Cuando la ley exige al juez un acto de interpretación —y aquí vuelve a ser oportuna la frase latina en el sentido de que la justicia no debe hacer que el mundo perezca, no debe imponerse a cualquier precio, si resulta que el precio es excesivo y a todas luces contraproducente para la buena marcha del mundo—, entonces parece más razonable esperar del juez una interpretación prudente, atenta a lo que los griegos, y concretamente Aristóteles en la Ética a Nicómaco, llamaban la epikeia, o epieíkeia, esto es: la interpretación realista, equilibrada, equitativa y atenta a la realidad del mundo circundante, de una ley. Esperar eso, se esté de acuerdo o no con la ley, es esperar que el poder judicial respete al poder legislativo, no que lo enmiende, y menos aún si hay una sospecha fundada de que esa enmienda responde a una maniobra política partidista. Ahora bien, ¿quién decide aquí lo que es una “buena marcha del mundo”? En una sociedad democrática, la voluntad popular representada en el poder legislativo. Si la ponemos en duda, troceando legitimidades e incluso degradando la misma idea de representatividad —”esos sí, pero aquellos no”—, entonces el sistema se desliza por la peor pendiente. Es cierto que el independentismo juega a ponerlo difícil. Pero la democracia ha de sobreponerse a sus propias debilidades frente a quienes la ponen a prueba desmarcándose en ese caso del conjunto del pueblo español mientras se aprovechan de sus mecanismos de representación.

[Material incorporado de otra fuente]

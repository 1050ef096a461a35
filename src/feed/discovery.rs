use super::fetcher::{fetch_page, FetchError, FetchOptions, FetchedPage};
use super::ranker::rank;
use super::sniffer::{anchor_candidates, is_feed_data, link_tag_candidates};
use crate::config::Config;
use crate::util::{coerce_url, resolve_url};
use futures::stream::{self, StreamExt};
use reqwest::header::HeaderValue;
use scraper::Html;
use std::collections::HashSet;
use thiserror::Error;
use tracing::Instrument;
use url::Url;

/// Filenames tried against the page URL when no link pointed at a feed.
pub const GUESSED_FILENAMES: [&str; 6] = [
    "atom.xml",
    "index.atom",
    "index.rdf",
    "rss.xml",
    "index.xml",
    "index.rss",
];

/// A URL that probing confirmed serves feed markup.
#[derive(Debug, Clone, PartialEq, Eq)]
pub struct DiscoveredFeed {
    /// Absolute URL of the feed
    pub url: String,
    /// Raw response body, so callers need not fetch it again
    pub body: Vec<u8>,
    /// Charset label the body was decoded with
    pub charset: String,
}

impl DiscoveredFeed {
    fn from_page(url: String, page: FetchedPage) -> Self {
        Self {
            url,
            body: page.body,
            charset: page.charset,
        }
    }
}

/// Errors that can occur while setting up feed discovery.
///
/// Discovery itself never fails: fetch and parse problems only shrink the
/// result, and "no feed found" is an empty list.
#[derive(Debug, Error)]
pub enum DiscoveryError {
    /// The private HTTP client could not be built (TLS backend, bad User-Agent)
    #[error("failed to build HTTP client: {0}")]
    Client(#[from] reqwest::Error),
}

/// Outcome of fetching and sniffing one candidate URL.
#[derive(Debug)]
pub enum ProbeResult {
    Confirmed(FetchedPage),
    NotAFeed,
    FetchFailed(FetchError),
}

/// One heuristic phase of the discovery cascade, in execution order.
#[derive(Debug, Clone, Copy, PartialEq, Eq, Hash)]
pub enum Stage {
    /// `<link>` tags with a feed MIME type
    LinkTags,
    /// Relative `<a>` hrefs with a feed file extension
    LocalAnchors,
    /// Any `<a>` href mentioning a feed keyword
    RemoteAnchors,
    /// Well-known feed filenames next to the page
    Guesses,
}

impl Stage {
    /// Fixed cascade order; never reordered at runtime.
    pub const ORDER: [Stage; 4] = [
        Stage::LinkTags,
        Stage::LocalAnchors,
        Stage::RemoteAnchors,
        Stage::Guesses,
    ];

    pub fn name(self) -> &'static str {
        match self {
            Stage::LinkTags => "feed <link> tags",
            Stage::LocalAnchors => "local <a> links to feeds",
            Stage::RemoteAnchors => "remote <a> links to feeds",
            Stage::Guesses => "guessed feed filenames",
        }
    }

    /// Whether candidates may live on another host than the page.
    pub fn permits_remote(self) -> bool {
        !matches!(self, Stage::LocalAnchors | Stage::Guesses)
    }
}

/// Candidates for every stage, extracted from the root page up front.
///
/// The parsed document is dropped before any probe is awaited.
#[derive(Debug, Default, Clone, PartialEq, Eq)]
pub(crate) struct StageCandidates {
    link_tags: Vec<Url>,
    local_anchors: Vec<Url>,
    remote_anchors: Vec<Url>,
    guesses: Vec<Url>,
}

impl StageCandidates {
    pub(crate) fn extract(page: &FetchedPage) -> Self {
        let base = &page.url;
        let document = Html::parse_document(&page.text);

        let link_tags = link_tag_candidates(&document, base);
        let anchors = anchor_candidates(&document);
        let resolve_all = |hrefs: &[String]| -> Vec<Url> {
            hrefs
                .iter()
                .filter_map(|href| resolve_url(base, href))
                .collect()
        };

        Self {
            link_tags,
            local_anchors: resolve_all(&anchors.local),
            remote_anchors: resolve_all(&anchors.remote),
            guesses: GUESSED_FILENAMES
                .iter()
                .filter_map(|name| resolve_url(base, name))
                .collect(),
        }
    }

    fn take(&mut self, stage: Stage) -> Vec<Url> {
        std::mem::take(match stage {
            Stage::LinkTags => &mut self.link_tags,
            Stage::LocalAnchors => &mut self.local_anchors,
            Stage::RemoteAnchors => &mut self.remote_anchors,
            Stage::Guesses => &mut self.guesses,
        })
    }
}

/// HTTP session for a finder: either private or lent by the caller.
///
/// An owned client is released when the finder drops; a borrowed one never is.
#[derive(Debug)]
enum Session<'c> {
    Owned(reqwest::Client),
    Borrowed(&'c reqwest::Client),
}

impl Session<'_> {
    fn client(&self) -> &reqwest::Client {
        match self {
            Session::Owned(client) => client,
            Session::Borrowed(client) => *client,
        }
    }
}

/// Runs the feed discovery cascade for a site.
///
/// # Example
///
/// ```no_run
/// # async fn demo() -> Result<(), feedfinder2::DiscoveryError> {
/// use feedfinder2::{Config, FeedFinder};
///
/// let finder = FeedFinder::new(&Config::default())?;
/// for feed in finder.discover("blog.rust-lang.org").await {
///     println!("{} ({} bytes, {})", feed.url, feed.body.len(), feed.charset);
/// }
/// # Ok(())
/// # }
/// ```
#[derive(Debug)]
pub struct FeedFinder<'c> {
    session: Session<'c>,
    options: FetchOptions,
    exhaustive: bool,
}

impl FeedFinder<'static> {
    /// Creates a finder with its own HTTP client carrying the configured
    /// User-Agent.
    ///
    /// # Errors
    ///
    /// Returns [`DiscoveryError::Client`] if the client cannot be built.
    pub fn new(config: &Config) -> Result<Self, DiscoveryError> {
        let client = reqwest::Client::builder()
            .user_agent(config.user_agent())
            .build()?;

        Ok(Self {
            session: Session::Owned(client),
            options: FetchOptions {
                timeout: config.timeout(),
                max_body_bytes: config.max_body_bytes,
                user_agent: None,
            },
            exhaustive: config.exhaustive,
        })
    }
}

impl<'c> FeedFinder<'c> {
    /// Creates a finder on a caller-supplied client.
    ///
    /// The client's own default headers are kept unless `config.user_agent`
    /// is set, in which case it is sent with every request.
    pub fn with_client(client: &'c reqwest::Client, config: &Config) -> Self {
        let user_agent = config
            .user_agent
            .as_deref()
            .and_then(|ua| match HeaderValue::from_str(ua) {
                Ok(value) => Some(value),
                Err(e) => {
                    tracing::warn!(user_agent = %ua, error = %e, "Ignoring invalid User-Agent");
                    None
                }
            });

        Self {
            session: Session::Borrowed(client),
            options: FetchOptions {
                timeout: config.timeout(),
                max_body_bytes: config.max_body_bytes,
                user_agent,
            },
            exhaustive: config.exhaustive,
        }
    }

    /// Discovers feed URLs for `url`, best first.
    ///
    /// Stages run in [`Stage::ORDER`] and the cascade stops after the first
    /// stage that confirms a feed, unless the finder is exhaustive. Fetch
    /// failures are logged and dropped; an unreachable site yields an empty
    /// list.
    pub async fn discover(&self, url: &str) -> Vec<DiscoveredFeed> {
        let url = coerce_url(url);
        let span = tracing::info_span!("discover", url = %url, exhaustive = self.exhaustive);
        self.run_cascade(url).instrument(span).await
    }

    async fn run_cascade(&self, url: String) -> Vec<DiscoveredFeed> {
        let page = match fetch_page(self.session.client(), &url, &self.options).await {
            Ok(page) => page,
            Err(e) => {
                tracing::warn!(url = %url, error = %e, "Failed to fetch page");
                return Vec::new();
            }
        };

        // A feed has no document to mine for further links, even in exhaustive mode
        if is_feed_data(&page.text) {
            tracing::info!(url = %url, "Page is already a feed");
            return vec![DiscoveredFeed::from_page(url, page)];
        }

        let mut candidates = StageCandidates::extract(&page);
        drop(page);

        let mut feeds = Vec::new();
        for stage in Stage::ORDER {
            tracing::info!(
                stage = stage.name(),
                remote = stage.permits_remote(),
                "Looking for {}",
                stage.name()
            );
            let found = self.probe_all(candidates.take(stage), &feeds).await;
            feeds.extend(found);
            tracing::info!(
                stage = stage.name(),
                total = feeds.len(),
                "Found {} {}",
                feeds.len(),
                stage.name()
            );

            if !feeds.is_empty() && !self.exhaustive {
                break;
            }
        }

        rank(feeds)
    }

    /// Probes all candidates concurrently, keeping confirmed feeds in
    /// candidate order regardless of completion order.
    ///
    /// Duplicates, including URLs already confirmed by an earlier stage, are
    /// probed once.
    async fn probe_all(
        &self,
        candidates: Vec<Url>,
        confirmed: &[DiscoveredFeed],
    ) -> Vec<DiscoveredFeed> {
        let mut seen: HashSet<String> = confirmed.iter().map(|f| f.url.clone()).collect();
        let urls: Vec<String> = candidates
            .into_iter()
            .map(String::from)
            .filter(|url| seen.insert(url.clone()))
            .collect();

        if urls.is_empty() {
            return Vec::new();
        }

        let results: Vec<ProbeResult> = stream::iter(urls.iter())
            .map(|url| self.probe(url))
            .buffered(urls.len())
            .collect()
            .await;

        urls.into_iter()
            .zip(results)
            .filter_map(|(url, result)| match result {
                ProbeResult::Confirmed(page) => Some(DiscoveredFeed::from_page(url, page)),
                ProbeResult::NotAFeed | ProbeResult::FetchFailed(_) => None,
            })
            .collect()
    }

    /// Fetches one candidate and sniffs whether it is feed markup.
    pub async fn probe(&self, url: &str) -> ProbeResult {
        match fetch_page(self.session.client(), url, &self.options).await {
            Ok(page) if is_feed_data(&page.text) => ProbeResult::Confirmed(page),
            Ok(_) => ProbeResult::NotAFeed,
            Err(e) => {
                if e.is_timeout() {
                    tracing::warn!(url = %url, "Connection timed out");
                } else if e.is_disconnect() {
                    tracing::warn!(url = %url, error = %e, "Server closed connection");
                } else {
                    tracing::warn!(url = %url, error = %e, "Error while probing candidate");
                }
                ProbeResult::FetchFailed(e)
            }
        }
    }

    /// Whether this finder runs every stage.
    pub fn is_exhaustive(&self) -> bool {
        self.exhaustive
    }
}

Bloqueando la ley de amnistía —que nunca el abajo firmante ha celebrado, dicho sea de paso, y que en todo caso ha contemplado con sentimientos que han ido del rechazo a justamente esa epikeia, pasando por el bochorno y el escepticismo—, ¿qué se consigue? Aquí viene la pregunta decisiva de a qué mundo sirve en este caso el “hágase justicia”, o qué mundo se deja que perezca sin el mayor reparo o escrúpulo. Cuesta creer que el objetivo sea que prevalezca sin más la justicia con relación a los hechos delictivos del procés incluso al precio de entorpecer la política catalana, de complicar la expresión de la voluntad popular, de perpetuar el conflicto en Cataluña y de hacer más profunda la ruptura emocional con el resto del Estado, que no es sólo lo que unos jueces dicen que debe ser, y menos si toda opinión jurídica está ya de antemano descalificada por ser de parte: un Supremo conservador, un Constitucional progresista. Lo que se busca bloqueando la ley de amnistía ni tan siquiera es poner en evidencia sus supuestas imperfecciones, y el estropicio en Cataluña sólo es un pequeño daño colateral que ya habrá ocasión de enmendar —o no, qué importa—. El objetivo principal consiste directamente en hundir al actual Gobierno, provocar un adelanto electoral y favorecer la llegada al poder de unos políticos que, cuando lleguen, harán lo que podrán y deberán, como han hecho en otras ocasiones. Es decir, que por lo menos volverán a hablar en catalán en la intimidad. Pero ya no será este Gobierno. Eso es lo que cuenta, y eso es lo que está en juego. Hágase justicia, y váyase por fin señor Sánchez. ¿Pero a qué precio?